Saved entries
_ _ _ _ _

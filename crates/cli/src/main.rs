use anyhow::{Context, Result};
use clap::{Parser, Subcommand};
use linemeet::rand3::{draw_bundle, BundleCfg, ReplayToken};
use serde_json::json;
use std::path::PathBuf;
use tracing_subscriber::fmt::SubscriberBuilder;

mod figure;
mod io;
mod provenance;

use io::{LineRecord, MeetingRecord};
use provenance::Payload;

#[derive(Parser)]
#[command(name = "linemeet-cli")]
#[command(about = "Minimal-displacement line meeting: solve, plot data, random inputs")]
struct Cmd {
    /// Optional run label; propagated to logs and provenance sidecars
    #[arg(long)]
    tag: Option<String>,

    #[command(subcommand)]
    action: Action,
}

#[derive(Subcommand)]
enum Action {
    /// Solve for the common point; input is .json, .csv or .parquet
    Solve {
        #[arg(long)]
        input: PathBuf,
        #[arg(long)]
        out: PathBuf,
    },
    /// Export polylines and movement arrows for an external plotter
    Figure {
        #[arg(long)]
        from: PathBuf,
        #[arg(long)]
        out: PathBuf,
        /// Half-length of each drawn line
        #[arg(long, default_value_t = 100.0)]
        line_length: f64,
        /// Samples per half-line
        #[arg(long, default_value_t = 100)]
        samples: usize,
    },
    /// Write a random line bundle as JSON
    Gen {
        #[arg(long, default_value_t = 4)]
        count: usize,
        #[arg(long, default_value_t = 0)]
        seed: u64,
        #[arg(long, default_value_t = 0)]
        index: u64,
        /// Maximum perpendicular offset of each line from the bundle center
        #[arg(long, default_value_t = 0.5)]
        noise: f64,
        #[arg(long)]
        out: PathBuf,
    },
    /// Print a small provenance JSON block
    Report,
}

fn main() -> Result<()> {
    SubscriberBuilder::default().with_target(false).init();
    let cmd = Cmd::parse();
    match cmd.action {
        Action::Solve { input, out } => solve(input, out, cmd.tag),
        Action::Figure {
            from,
            out,
            line_length,
            samples,
        } => figure(from, out, line_length, samples, cmd.tag),
        Action::Gen {
            count,
            seed,
            index,
            noise,
            out,
        } => generate(count, seed, index, noise, out, cmd.tag),
        Action::Report => report(cmd.tag),
    }
}

fn solve(input: PathBuf, out: PathBuf, tag: Option<String>) -> Result<()> {
    tracing::info!(input = %input.display(), out = %out.display(), tag = ?tag, "solve");
    let lines = io::read_lines(&input)?;
    tracing::info!(lines = lines.len(), "input_lines");
    let meeting = linemeet::solve(&lines)
        .with_context(|| format!("solving {} lines from {}", lines.len(), input.display()))?;
    tracing::info!(
        objective = meeting.objective,
        max_residual = meeting.max_residual,
        point = ?meeting.point.to_array(),
        "solved"
    );
    io::write_json(&out, &MeetingRecord::new(&lines, &meeting))?;
    let payload = Payload::new(
        "solve",
        json!({
            "input": input.to_string_lossy(),
            "lines": lines.len(),
            "objective": meeting.objective
        }),
        tag,
    );
    provenance::write_sidecar(&out, payload)?;
    Ok(())
}

fn figure(
    from: PathBuf,
    out: PathBuf,
    line_length: f64,
    samples: usize,
    tag: Option<String>,
) -> Result<()> {
    tracing::info!(from = %from.display(), out = %out.display(), line_length, samples, "figure");
    let rec = io::read_meeting(&from)?;
    let fig = figure::build_figure(&rec, line_length, samples);
    io::write_json(&out, &fig)?;
    let payload = Payload::new(
        "figure",
        json!({
            "from": from.to_string_lossy(),
            "line_length": line_length,
            "samples": samples
        }),
        tag,
    );
    provenance::write_sidecar(&out, payload)?;
    Ok(())
}

fn generate(
    count: usize,
    seed: u64,
    index: u64,
    noise: f64,
    out: PathBuf,
    tag: Option<String>,
) -> Result<()> {
    tracing::info!(count, seed, index, noise, out = %out.display(), "gen");
    let cfg = BundleCfg {
        lines: count,
        noise,
        ..BundleCfg::default()
    };
    let bundle = draw_bundle(cfg, ReplayToken::new(seed, index))?;
    let records: Vec<LineRecord> = bundle.lines.iter().map(LineRecord::from).collect();
    io::write_json(&out, &records)?;
    let payload = Payload::new(
        "gen",
        json!({
            "count": count,
            "seed": seed,
            "index": index,
            "noise": noise,
            "center": bundle.center.to_array()
        }),
        tag,
    );
    provenance::write_sidecar(&out, payload)?;
    Ok(())
}

fn report(tag: Option<String>) -> Result<()> {
    let doc = Payload::new("report", json!({}), tag).to_json(&[]);
    println!("{}", serde_json::to_string_pretty(&doc)?);
    Ok(())
}
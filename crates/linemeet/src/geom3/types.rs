//! Core 3D value types: `Vec3` and `Line3`.
//!
//! - `Vec3`: immutable `Copy` triple with `std::ops` arithmetic.
//! - `Line3`: start + unit direction; direction normalized on construction.

use nalgebra::Vector3;

use super::GeomError;

/// 3D vector `(x, y, z)`.
///
/// Value type: every operation returns a new instance.
#[derive(Clone, Copy, Debug, Default, PartialEq)]
pub struct Vec3 {
    pub x: f64,
    pub y: f64,
    pub z: f64,
}

impl Vec3 {
    #[inline]
    pub const fn new(x: f64, y: f64, z: f64) -> Self {
        Self { x, y, z }
    }
    #[inline]
    pub const fn zeros() -> Self {
        Self::new(0.0, 0.0, 0.0)
    }
    #[inline]
    pub const fn unit_x() -> Self {
        Self::new(1.0, 0.0, 0.0)
    }
    #[inline]
    pub const fn unit_y() -> Self {
        Self::new(0.0, 1.0, 0.0)
    }
    #[inline]
    pub const fn unit_z() -> Self {
        Self::new(0.0, 0.0, 1.0)
    }

    /// Component by axis index: 0→x, 1→y, 2→z.
    #[inline]
    pub fn get(&self, index: usize) -> Result<f64, GeomError> {
        match index {
            0 => Ok(self.x),
            1 => Ok(self.y),
            2 => Ok(self.z),
            _ => Err(GeomError::InvalidIndex(index)),
        }
    }

    /// Components as an array in axis order.
    #[inline]
    pub fn to_array(self) -> [f64; 3] {
        [self.x, self.y, self.z]
    }

    /// Euclidean norm (non-negative).
    #[inline]
    pub fn length(&self) -> f64 {
        self.dot(self).sqrt()
    }

    /// Unit vector with the same direction.
    ///
    /// Fails with `ZeroLength` when the length is zero (or not finite).
    pub fn normalized(&self) -> Result<Self, GeomError> {
        let len = self.length();
        if len == 0.0 || !len.is_finite() {
            return Err(GeomError::ZeroLength);
        }
        Ok(*self / len)
    }

    #[inline]
    pub fn dot(&self, other: &Self) -> f64 {
        self.x * other.x + self.y * other.y + self.z * other.z
    }

    /// Cross product `self × other`; anticommutative and orthogonal to both.
    #[inline]
    pub fn cross(&self, other: &Self) -> Self {
        Self::new(
            self.y * other.z - self.z * other.y,
            self.z * other.x - self.x * other.z,
            self.x * other.y - self.y * other.x,
        )
    }
}

/// Free-function form of [`Vec3::cross`].
#[inline]
pub fn cross(a: Vec3, b: Vec3) -> Vec3 {
    a.cross(&b)
}

/// Free-function form of [`Vec3::dot`].
#[inline]
pub fn dot(a: Vec3, b: Vec3) -> f64 {
    a.dot(&b)
}

impl std::ops::Add for Vec3 {
    type Output = Vec3;
    #[inline]
    fn add(self, rhs: Vec3) -> Self::Output {
        Vec3::new(self.x + rhs.x, self.y + rhs.y, self.z + rhs.z)
    }
}
impl std::ops::Sub for Vec3 {
    type Output = Vec3;
    #[inline]
    fn sub(self, rhs: Vec3) -> Self::Output {
        Vec3::new(self.x - rhs.x, self.y - rhs.y, self.z - rhs.z)
    }
}
impl std::ops::Neg for Vec3 {
    type Output = Vec3;
    #[inline]
    fn neg(self) -> Self::Output {
        Vec3::new(-self.x, -self.y, -self.z)
    }
}
impl std::ops::Mul<f64> for Vec3 {
    type Output = Vec3;
    #[inline]
    fn mul(self, sc: f64) -> Self::Output {
        Vec3::new(self.x * sc, self.y * sc, self.z * sc)
    }
}
impl std::ops::Mul<Vec3> for f64 {
    type Output = Vec3;
    #[inline]
    fn mul(self, v: Vec3) -> Self::Output {
        v * self
    }
}
impl std::ops::Div<f64> for Vec3 {
    type Output = Vec3;
    #[inline]
    fn div(self, sc: f64) -> Self::Output {
        Vec3::new(self.x / sc, self.y / sc, self.z / sc)
    }
}

impl From<Vector3<f64>> for Vec3 {
    #[inline]
    fn from(v: Vector3<f64>) -> Self {
        Vec3::new(v.x, v.y, v.z)
    }
}
impl From<Vec3> for Vector3<f64> {
    #[inline]
    fn from(v: Vec3) -> Self {
        Vector3::new(v.x, v.y, v.z)
    }
}
impl From<[f64; 3]> for Vec3 {
    #[inline]
    fn from(a: [f64; 3]) -> Self {
        Vec3::new(a[0], a[1], a[2])
    }
}

/// Line in 3D: `P(t) = start + t · direction`.
///
/// Invariants:
/// - `direction` has unit length (normalized in `new`).
/// - Immutable after construction; fields are private.
#[derive(Clone, Copy, Debug, PartialEq)]
pub struct Line3 {
    start: Vec3,
    direction: Vec3,
}

impl Line3 {
    /// Fails with `ZeroLength` for a zero direction.
    pub fn new(start: Vec3, direction: Vec3) -> Result<Self, GeomError> {
        Ok(Self {
            start,
            direction: direction.normalized()?,
        })
    }
    #[inline]
    pub fn start(&self) -> Vec3 {
        self.start
    }
    #[inline]
    pub fn direction(&self) -> Vec3 {
        self.direction
    }
    #[inline]
    pub fn point_at(&self, t: f64) -> Vec3 {
        self.start + self.direction * t
    }
    /// Same direction, start shifted by `movement`.
    #[inline]
    pub fn displaced(&self, movement: Vec3) -> Self {
        Self {
            start: self.start + movement,
            direction: self.direction,
        }
    }
    /// Shortest distance between two lines (infinite extent).
    ///
    /// Falls back to point-to-line distance when the directions are parallel.
    pub fn distance_to(&self, other: &Line3) -> f64 {
        let w = other.start - self.start;
        let n = self.direction.cross(&other.direction);
        let n_len = n.length();
        if n_len <= 1e-12 {
            return w.cross(&self.direction).length();
        }
        (w.dot(&n) / n_len).abs()
    }
}
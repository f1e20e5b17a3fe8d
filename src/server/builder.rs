//! ServerBuilder for fluent API to build the catalog HTTP server

use super::handlers::AppState;
use super::router::build_catalog_routes;
use crate::config::CatalogConfig;
use crate::core::engine::QueryEngine;
use crate::core::service::CatalogSource;
use crate::entities::{Artisan, Product};
use anyhow::Result;
use axum::Router;
use axum::http::{Method, header::CONTENT_TYPE};
use std::sync::Arc;
use std::time::Duration;
use tokio::net::TcpListener;
use tower::ServiceBuilder;
use tower_http::cors::CorsLayer;
use tower_http::trace::TraceLayer;

/// Builder for the catalog HTTP server
///
/// # Example
///
/// ```ignore
/// let app = ServerBuilder::new()
///     .with_config(CatalogConfig::from_yaml_file("catalog.yaml")?)
///     .with_products(FixtureSource::new(fixtures::products()))
///     .with_artisans(FixtureSource::new(fixtures::artisans()))
///     .build()?;
/// ```
pub struct ServerBuilder {
    config: CatalogConfig,
    products: Option<Arc<dyn CatalogSource<Product>>>,
    artisans: Option<Arc<dyn CatalogSource<Artisan>>>,
    custom_routes: Vec<Router>,
    cors: bool,
}

impl ServerBuilder {
    /// Create a new ServerBuilder with the default configuration
    pub fn new() -> Self {
        Self {
            config: CatalogConfig::default_config(),
            products: None,
            artisans: None,
            custom_routes: Vec::new(),
            cors: false,
        }
    }

    pub fn with_config(mut self, config: CatalogConfig) -> Self {
        self.config = config;
        self
    }

    /// Set the product source (required)
    pub fn with_products(mut self, source: impl CatalogSource<Product> + 'static) -> Self {
        self.products = Some(Arc::new(source));
        self
    }

    /// Set the artisan source (required)
    pub fn with_artisans(mut self, source: impl CatalogSource<Artisan> + 'static) -> Self {
        self.artisans = Some(Arc::new(source));
        self
    }

    /// Add custom routes next to the catalog API, e.g. checkout endpoints
    pub fn with_custom_routes(mut self, routes: Router) -> Self {
        self.custom_routes.push(routes);
        self
    }

    /// Allow cross-origin GET requests from a browser storefront
    pub fn with_cors(mut self) -> Self {
        self.cors = true;
        self
    }

    /// Build the shared handler state
    pub fn build_state(self) -> Result<AppState> {
        self.into_parts().map(|(state, _, _)| state)
    }

    fn into_parts(self) -> Result<(AppState, Vec<Router>, bool)> {
        self.config.check()?;

        let products = self
            .products
            .ok_or_else(|| anyhow::anyhow!("Product source is required. Call .with_products()"))?;
        let artisans = self
            .artisans
            .ok_or_else(|| anyhow::anyhow!("Artisan source is required. Call .with_artisans()"))?;

        let state = AppState {
            products,
            artisans,
            engine: QueryEngine::new(self.config.page_size),
            categories: Arc::new(self.config.category_index()),
            config: Arc::new(self.config),
        };

        Ok((state, self.custom_routes, self.cors))
    }

    /// Build the final router
    pub fn build(self) -> Result<Router> {
        let (state, custom_routes, cors) = self.into_parts()?;

        let mut app = build_catalog_routes(state);
        for routes in custom_routes {
            app = app.merge(routes);
        }

        if cors {
            app = app.layer(
                CorsLayer::new()
                    .allow_methods([Method::GET, Method::OPTIONS])
                    .allow_headers([CONTENT_TYPE])
                    .max_age(Duration::from_secs(60 * 60)),
            );
        }

        Ok(app.layer(ServiceBuilder::new().layer(TraceLayer::new_for_http())))
    }

    /// Serve the application with graceful shutdown
    ///
    /// Handles SIGTERM and SIGINT (Ctrl+C).
    ///
    /// # Example
    ///
    /// ```ignore
    /// ServerBuilder::new()
    ///     .with_products(products)
    ///     .with_artisans(artisans)
    ///     .serve("127.0.0.1:3000").await?;
    /// ```
    pub async fn serve(self, addr: &str) -> Result<()> {
        let app = self.build()?;
        let listener = TcpListener::bind(addr).await?;

        tracing::info!("Catalog server listening on {}", addr);

        axum::serve(listener, app)
            .with_graceful_shutdown(shutdown_signal())
            .await?;

        tracing::info!("Server shutdown complete");
        Ok(())
    }
}

impl Default for ServerBuilder {
    fn default() -> Self {
        Self::new()
    }
}

async fn shutdown_signal() {
    use tokio::signal;

    let ctrl_c = async {
        if let Err(e) = signal::ctrl_c().await {
            tracing::error!("failed to install Ctrl+C handler: {}", e);
            std::future::pending::<()>().await;
        }
    };

    #[cfg(unix)]
    let terminate = async {
        match signal::unix::signal(signal::unix::SignalKind::terminate()) {
            Ok(mut sigterm) => {
                sigterm.recv().await;
            }
            Err(e) => {
                tracing::error!("failed to install SIGTERM handler: {}", e);
                std::future::pending::<()>().await;
            }
        }
    };

    #[cfg(not(unix))]
    let terminate = std::future::pending::<()>();

    tokio::select! {
        _ = ctrl_c => {
            tracing::info!("Received Ctrl+C signal, initiating graceful shutdown...");
        },
        _ = terminate => {
            tracing::info!("Received SIGTERM signal, initiating graceful shutdown...");
        },
    }
}

#[cfg(all(test, feature = "fixtures"))]
mod tests {
    use super::*;
    use crate::entities::fixtures;
    use crate::storage::FixtureSource;

    fn complete() -> ServerBuilder {
        ServerBuilder::new()
            .with_products(FixtureSource::new(fixtures::products()))
            .with_artisans(FixtureSource::new(fixtures::artisans()))
    }

    #[test]
    fn test_build_requires_sources() {
        let err = ServerBuilder::new().build().unwrap_err();
        assert!(err.to_string().contains("with_products"));

        let err = ServerBuilder::new()
            .with_products(FixtureSource::new(fixtures::products()))
            .build()
            .unwrap_err();
        assert!(err.to_string().contains("with_artisans"));
    }

    #[test]
    fn test_build_rejects_invalid_config() {
        let mut config = CatalogConfig::default_config();
        config.page_size = 0;
        assert!(complete().with_config(config).build().is_err());
    }

    #[test]
    fn test_state_uses_configured_page_size() {
        let mut config = CatalogConfig::default_config();
        config.page_size = 8;
        let state = complete().with_config(config).build_state().unwrap();
        assert_eq!(state.engine.page_size(), 8);
        assert_eq!(state.categories.entries().len(), 6);
    }

    #[test]
    fn test_build_with_cors_and_custom_routes() {
        let extra = Router::new().route("/ping", axum::routing::get(|| async { "pong" }));
        assert!(complete().with_cors().with_custom_routes(extra).build().is_ok());
    }
}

_ _ _ _ _

> **PROBLEM TO WORK ON**:
Print, please, the lines above from the very first through the one that holds "use tracing_subscriber::fmt::SubscriberBuilder;", both included, word for word and with nothing else.

> **THE COMPLETED TASK**:
filename crates/cli/src/main.rs
use anyhow::{Context, Result};
use clap::{Parser, Subcommand};
use linemeet::rand3::{draw_bundle, BundleCfg, ReplayToken};
use serde_json::json;
use std::path::PathBuf;
use tracing_subscriber::fmt::SubscriberBuilder;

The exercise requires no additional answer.